I have a binary classification task where the goal is to build a classifier that outputs the probability of a patient to develop symptoms based on several predictors. My dataset is comprised of 790 examples. I decided to do a stratified 80/20 holdout split (knowing that 20% could potentially lead to biased generalization performance estimates, see point 2 below).
I selected several learning algorithms to try out (e.g RF, XGB and SVC) and I performed nested CV on the training set to get the best algorithm and model (suppose the one having the highest value of a specific metric, could be ROCAUC for example). Then, I performed the hyperparameter tuning on the best model using the whole training set (as suggested here) with the same specifications as the inner model selection of the nested procedure. Finally, I fitted the final model with the best parameters found with this last tuning on the whole training set.
Now, regarding the estimation of the generalization performance, I can predict on the holdout test set and compute metrics such as F2, ROCAUC and so on. As far as I know, holdout random split of the dataset is not advised on small datasets (Harrel et al. 2016) since it could lead to suboptimal performance due to the fact that there is less data for training essentially.
- Suppose we still perform holdout split and that I want to compute confidence intervals empirically (not with the normal approx. method). I've recently found the great work of Dr. Sebastian Raschka (github) where he compares different bootstrap strategies, one of which consists in bootstrapping the predictions of the test set (4.1.5), avoiding to retrain the model every time. In 4.1.1, in the setup step for bootstrapping the training set he says:
If you don't tune your model on the training set, you actually don't need a test set for this approach
Since I actually have tuned my model on the training set via nested CV, I though the only viable way to computing confidence intervals was by using test set method.
What are your thoughts ?
- Can I compute confidence intervals by bootstrapping the training set even after I used it to tune the hyperparameters ?
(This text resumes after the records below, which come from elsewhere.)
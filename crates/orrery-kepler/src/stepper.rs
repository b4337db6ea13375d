//! One-tick advance of every body's anomaly and time marker.

use tracing::{debug, warn};

use crate::anomaly::{eccentric_to_mean, eccentric_to_true, true_to_eccentric};
use crate::body::OrbitState;
use crate::context::SimulationContext;
use crate::elements::OrbitalElements;
use crate::error::OrbitError;
use crate::kepler::KeplerSolver;

/// A body that could not be advanced during a tick.
#[derive(Debug, Clone, PartialEq)]
pub struct BodyFailure {
    /// Name of the body that kept its previous state.
    pub name: String,
    /// Why the advance failed.
    pub error: OrbitError,
}

/// Outcome of one full pass over the body set.
#[derive(Debug, Clone, Default, PartialEq)]
pub struct TickReport {
    /// Tick number, starting at 1 for the first completed pass.
    pub tick: u64,
    /// Bodies whose state was committed.
    pub advanced: usize,
    /// Total Newton iterations spent across all successful bodies.
    pub solver_iterations: u32,
    /// Bodies that failed and were left untouched.
    pub failures: Vec<BodyFailure>,
}

impl TickReport {
    /// True if every body advanced.
    pub fn is_clean(&self) -> bool {
        self.failures.is_empty()
    }
}

/// Result of advancing a single body, before it is committed.
#[derive(Debug, Clone, Copy, PartialEq)]
pub struct BodyStep {
    /// State to commit.
    pub state: OrbitState,
    /// Newton iterations used by the Kepler solve.
    pub solver_iterations: u32,
}

/// Advances bodies by one tick at a given speed scale.
///
/// The mean anomaly is re-derived from the current true anomaly on every tick,
/// then pushed forward by `sim_speed · n` and solved back to a true anomaly.
#[derive(Debug, Clone, Copy, Default, PartialEq)]
pub struct SimulationStepper {
    solver: KeplerSolver,
}

impl SimulationStepper {
    /// Creates a stepper that uses the given Kepler solver.
    pub fn new(solver: KeplerSolver) -> Self {
        Self { solver }
    }

    /// Solver used for each body's advance.
    pub fn solver(&self) -> &KeplerSolver {
        &self.solver
    }

    /// Computes a body's next state without committing it.
    pub fn advance(
        &self,
        elements: &OrbitalElements,
        state: &OrbitState,
        sim_speed: f64,
    ) -> Result<BodyStep, OrbitError> {
        let e = elements.eccentricity();
        let n = elements.mean_motion();

        let eccentric = true_to_eccentric(e, state.true_anomaly)?;
        let mean_now = eccentric_to_mean(e, eccentric)?;

        // Angle increment for this tick; independent of wall-clock delta.
        let delta = sim_speed * n;
        let mean_next = mean_now + delta;

        let solution = self.solver.solve(e, mean_next)?;
        let true_anomaly = eccentric_to_true(e, solution.eccentric_anomaly)?;

        Ok(BodyStep {
            state: OrbitState {
                true_anomaly,
                elapsed_time: state.elapsed_time + delta,
            },
            solver_iterations: solution.iterations,
        })
    }

    /// Runs one full pass over every body in the context.
    ///
    /// A body whose advance fails keeps its previous state and is listed in the
    /// report; the remaining bodies still advance.
    pub fn tick(&self, context: &mut SimulationContext) -> TickReport {
        let sim_speed = context.sim_speed();
        let mut report = TickReport::default();

        for body in context.bodies_mut() {
            match self.advance(body.elements(), &body.state, sim_speed) {
                Ok(step) => {
                    body.state = step.state;
                    report.advanced += 1;
                    report.solver_iterations += step.solver_iterations;
                }
                Err(error) => {
                    warn!(body = body.name(), %error, "Body left unchanged this tick");
                    report.failures.push(BodyFailure {
                        name: body.name().to_string(),
                        error,
                    });
                }
            }
        }

        report.tick = context.record_tick();
        debug!(
            tick = report.tick,
            advanced = report.advanced,
            failed = report.failures.len(),
            solver_iterations = report.solver_iterations,
            "Simulation tick complete"
        );
        report
    }
}

#[cfg(test)]
mod tests {
    use super::*;
    use crate::body::{Body, BodyKind};
    use std::f64::consts::TAU;

    fn circular(period: f64) -> OrbitalElements {
        OrbitalElements::from_degrees(1.0, 0.0, 0.0, 0.0, 0.0, 0.0, period).unwrap()
    }

    #[test]
    fn test_circular_orbit_advances_linearly() {
        let stepper = SimulationStepper::default();
        let elements = circular(1.0);
        let body = Body::new("ring", BodyKind::Planet, None, elements, stepper.solver()).unwrap();
        let mut context = SimulationContext::new(vec![body], 1.0).unwrap();
        let n = elements.mean_motion();

        for tick in 1..=40u64 {
            let report = stepper.tick(&mut context);
            assert!(report.is_clean());
            assert_eq!(report.tick, tick);
            assert_eq!(report.solver_iterations, 1);

            let anomaly = context.body("ring").unwrap().state().true_anomaly();
            assert!(
                (anomaly - tick as f64 * n).abs() < 1e-12,
                "tick {tick}: {anomaly}"
            );
        }
    }

    #[test]
    fn test_elapsed_time_accumulates_speed_scaled_increment() {
        let stepper = SimulationStepper::default();
        let elements = OrbitalElements::from_degrees(1.5, 0.09, 1.8, 286.5, 49.6, 0.0, 1.881).unwrap();
        let body = Body::new("mars", BodyKind::Planet, None, elements, stepper.solver()).unwrap();
        let mut context = SimulationContext::new(vec![body], 2.5).unwrap();

        for _ in 0..10 {
            stepper.tick(&mut context);
        }
        let elapsed = context.body("mars").unwrap().state().elapsed_time();
        assert!((elapsed - 10.0 * 2.5 * elements.mean_motion()).abs() < 1e-12);
    }

    #[test]
    fn test_one_period_of_ticks_returns_to_start() {
        // With sim_speed = 1 each tick is one reference day.
        let stepper = SimulationStepper::default();
        let elements = OrbitalElements::from_degrees(1.0, 0.2, 5.0, 30.0, 60.0, 10.0, 1.0).unwrap();
        let body = Body::new("rock", BodyKind::Asteroid, None, elements, stepper.solver()).unwrap();
        let start = body.position();
        let mut context = SimulationContext::new(vec![body], 1.0).unwrap();

        for _ in 0..365 {
            stepper.tick(&mut context);
        }
        let quarter_day_remaining = 0.25 * elements.mean_motion() * elements.semi_major_axis() * 1.3;
        let drift = (context.body("rock").unwrap().position() - start).length();
        assert!(drift < quarter_day_remaining + 1e-3, "drift {drift}");
    }

    #[test]
    fn test_zero_speed_keeps_anomaly() {
        let stepper = SimulationStepper::default();
        let elements = OrbitalElements::from_degrees(1.0, 0.3, 0.0, 0.0, 0.0, 45.0, 1.0).unwrap();
        let body = Body::new("still", BodyKind::Planet, None, elements, stepper.solver()).unwrap();
        let before = body.state().true_anomaly();
        let mut context = SimulationContext::new(vec![body], 0.0).unwrap();

        stepper.tick(&mut context);
        let after = context.body("still").unwrap().state().true_anomaly();
        assert!((after - before).abs() < 1e-4);
    }

    #[test]
    fn test_failure_is_isolated_per_body() {
        // A one-iteration cap fails the eccentric body but not the circular one.
        let strict = SimulationStepper::new(KeplerSolver::new(1e-4, 1).unwrap());
        let loose = KeplerSolver::default();

        let round = Body::new("round", BodyKind::Planet, None, circular(1.0), &loose).unwrap();
        let eccentric = OrbitalElements::from_degrees(2.0, 0.8, 0.0, 0.0, 0.0, 60.0, 3.0).unwrap();
        let oval = Body::new("oval", BodyKind::Asteroid, None, eccentric, &loose).unwrap();
        let oval_before = *oval.state();

        let mut context = SimulationContext::new(vec![round, oval], 30.0).unwrap();
        let report = strict.tick(&mut context);

        assert_eq!(report.advanced, 1);
        assert_eq!(report.failures.len(), 1);
        assert_eq!(report.failures[0].name, "oval");
        assert!(matches!(
            report.failures[0].error,
            OrbitError::Convergence { .. }
        ));
        assert_eq!(*context.body("oval").unwrap().state(), oval_before);
        assert!(context.body("round").unwrap().state().true_anomaly() > 0.0);
    }

    #[test]
    fn test_advance_does_not_touch_input_state() {
        let stepper = SimulationStepper::default();
        let elements = OrbitalElements::from_degrees(1.0, 0.4, 0.0, 0.0, 0.0, 0.0, 1.0).unwrap();
        let state = OrbitState::at_epoch(&elements, stepper.solver()).unwrap();
        let step = stepper.advance(&elements, &state, 10.0).unwrap();
        assert_eq!(state.true_anomaly(), 0.0);
        assert!(step.state.true_anomaly() > 0.0);
        assert!(step.state.true_anomaly() < TAU);
    }
}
- In this case, wouldn't the test set be "useless", since the generalization estimate compute on the test set would be biased ?
- What I could do to address this last point is to perform the holdout split several times, let's say 200 times, each time with a different seed, train the final model obtained at the end of the procedure, computing predictions on the test set and bootstrapping those predictions. At the end I have 200 "bootstrap scores" that I can take the average of. Would this procedure be correct ?
- Since my dataset is pretty small, can I avoid splitting in training and test set ? In other words, can I perform algorithm-and-model selection via nested CV and model evaluation + computing confidence intervals all on the same dataset without incurring in biased estimates ?
If you can point me out to any peer-reviewed literature it would be awesome.